Neuronal Extracellular Vesicles Carrying APOE Downregulate Filament Actin Polymerization Signaling to Inhibit Synapse Formation in Alzheimer's Disease.

Synaptic formation impairment is closely correlated with cognitive impairment in Alzheimer's disease (AD), yet the underlying mechanisms remain incompletely understood. Emerging evidence indicates that extracellular vesicles (EVs), critical mediators of intercellular communication, are implicated in the progression of AD. However, the specific mechanisms through which neuron-derived EVs contribute to synaptic formation impairment in AD remain unexplored. In this study, we characterized EVs derived from primary neurons of APP/PS1 transgenic mice (APPNEVs) and investigated their impact on synapse formation. Transmission electron microscopy, nanoparticle flow cytometry, and immunoblotting confirmed that APPNEVs and WT neuron-derived EVs (WTNEVs) had similar morphology, size, and canonical small EVs markers. We further revealed that APPNEVs significantly impaired neuronal synapse formation by downregulating synaptic proteins PSD95 and Synaptophysin (SYP), reducing total synapse number, and shifting synapse morphology toward immature states.
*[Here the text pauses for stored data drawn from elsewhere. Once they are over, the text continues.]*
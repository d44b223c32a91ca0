//! Text-to-speech and speech-to-text backends.
//!
//! Request handlers depend on the [`Synthesizer`] and [`Transcriber`] traits,
//! so the HTTP services behind them can be swapped or faked in tests.

use async_trait::async_trait;
use thiserror::Error;

mod stt;
mod tts;

pub use stt::*;
pub use tts::*;

#[derive(Debug, Error)]
pub enum SpeechError {
    #[error("Text is empty")]
    EmptyText,
    #[error("Audio is empty")]
    EmptyAudio,
    #[error("upstream returned {status}: {body}")]
    Upstream { status: u16, body: String },
    #[error(transparent)]
    Http(#[from] reqwest::Error),
}

#[async_trait]
pub trait Synthesizer: Send + Sync {
    /// Returns MP3 bytes for `text` spoken in `lang`.
    async fn synthesize(&self, text: &str, lang: &str, slow: bool) -> Result<Vec<u8>, SpeechError>;
}

#[async_trait]
pub trait Transcriber: Send + Sync {
    async fn transcribe(&self, req: TranscribeRequest) -> Result<Transcript, SpeechError>;
}

pub(crate) async fn check_status(resp: reqwest::Response) -> Result<reqwest::Response, SpeechError> {
    let status = resp.status();
    if status.is_success() {
        return Ok(resp);
    }
    let body = resp.text().await.unwrap_or_default();
    Err(SpeechError::Upstream { status: status.as_u16(), body })
}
Proteomic profiling via mass spectrometry identified APOE as a key upregulated protein in APPNEVs. Pharmacological inhibition of APOE with EZ-482 effectively prevented APPNEV-induced synaptic formation impairment, APPNEV-mediated downregulation of synaptic proteins, and the APPNEV-induced decrease in synaptic maturity. Mechanistically, APPNEVs suppressed Rac1-N-WASP-Arp2/3-mediated filament actin polymerization, a critical pathway for synaptic spine formation, which was prevented by APOE inhibition. In vivo stereotactic injection of APPNEVs into the hippocampus of WT mice further validated their detrimental effects on synaptic integrity, which were prevented by EZ-482 treatment. Collectively, these findings demonstrate that APPNEVs mediate synaptic damage via carrying APOE, providing novel insights into EV-mediated neurodegeneration in AD and highlighting APOE as a potential therapeutic target for preserving synaptic formation.